# <span style='color:Red'> 1. Regression: Basics </span>

#### Get the version of the pycaret

In [None]:
from pycaret.utils import version
version()

#### Loading dataset from pycaret

In [None]:
from pycaret.datasets import get_data

#### Get the list of datasets available in pycaret

In [None]:
# Internet connection is required
dataSets = get_data('index')
dataSets

#### Get boston dataset

In [None]:
# Internet connection is required
boston_df = get_data("boston")
# This is regression dataset. The values in medv are continuous values

#### Get the dimention of dataset

In [None]:
print(boston_df.shape)

#### Remove duplicates

In [None]:
print(boston_df.shape)
boston_df.drop_duplicates()
print(boston_df.shape)

### <span style='color:DarkBlue'>1.2 Parameter setting for all regression models</span>
- Train/Test division
- Sampling
- Normalization
- Transformation
- PCA (Dimention Reduction)
- Handaling of Outliers
- Feature Selection

#### Setup parameters for regression models (defaults)

In [None]:
from pycaret.regression import *
reg = setup(data = boston_df, target='medv')

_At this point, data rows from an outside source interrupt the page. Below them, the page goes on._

//! Presentation contract for displayed notifications

use std::time::{SystemTime, UNIX_EPOCH};

use serde::{Deserialize, Serialize};

/// Identifier of the action button that opens the target URL.
pub const ACTION_OPEN: &str = "open";
/// Identifier of the action button that dismisses the notification.
pub const ACTION_CLOSE: &str = "close";

/// An action button on a notification.
#[derive(Debug, Clone, PartialEq, Eq, Serialize, Deserialize)]
pub struct NotificationAction {
    pub action: String,
    pub title: String,
}

impl NotificationAction {
    pub fn new(action: impl Into<String>, title: impl Into<String>) -> Self {
        NotificationAction {
            action: action.into(),
            title: title.into(),
        }
    }
}

/// The two buttons every notification carries, in display order.
pub fn default_actions() -> Vec<NotificationAction> {
    vec![
        NotificationAction::new(ACTION_OPEN, "View Now"),
        NotificationAction::new(ACTION_CLOSE, "Close"),
    ]
}

/// Data attached at display time and read back when a click is routed.
#[derive(Debug, Clone, PartialEq, Eq, Serialize, Deserialize)]
pub struct NotificationData {
    /// Navigation target for a click.
    pub url: String,
    /// Epoch milliseconds at display time.
    pub timestamp: u64,
}

impl NotificationData {
    /// Captures the target URL with the current timestamp.
    pub fn new(url: impl Into<String>) -> Self {
        NotificationData {
            url: url.into(),
            timestamp: now_ms(),
        }
    }
}

/// Everything but the title of a displayed notification.
#[derive(Debug, Clone, PartialEq, Eq, Serialize, Deserialize)]
pub struct NotificationOptions {
    pub body: String,
    pub icon: String,
    pub badge: String,
    /// Vibration pattern in milliseconds.
    pub vibrate: Vec<u32>,
    pub data: NotificationData,
    pub actions: Vec<NotificationAction>,
}

fn now_ms() -> u64 {
    SystemTime::now()
        .duration_since(UNIX_EPOCH)
        .map(|d| d.as_millis() as u64)
        .unwrap_or(0)
}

### <span style='color:DarkBlue'>1.3 Run and compare the Model Performance</span>

#### Comparing models

In [None]:
compare_models()
# Explore more parameters

### <span style='color:DarkBlue'>1.4 Plot the Best Model</span>

##### Plot Residuals

In [None]:
catboostModel = create_model('catboost')
plot_model(catboostModel, plot='residuals')

##### Plot Error (Scatter Plot)

In [None]:
plot_model(catboostModel, plot='error')

##### Plot Learning Curve

In [None]:
plot_model(catboostModel, plot='learning')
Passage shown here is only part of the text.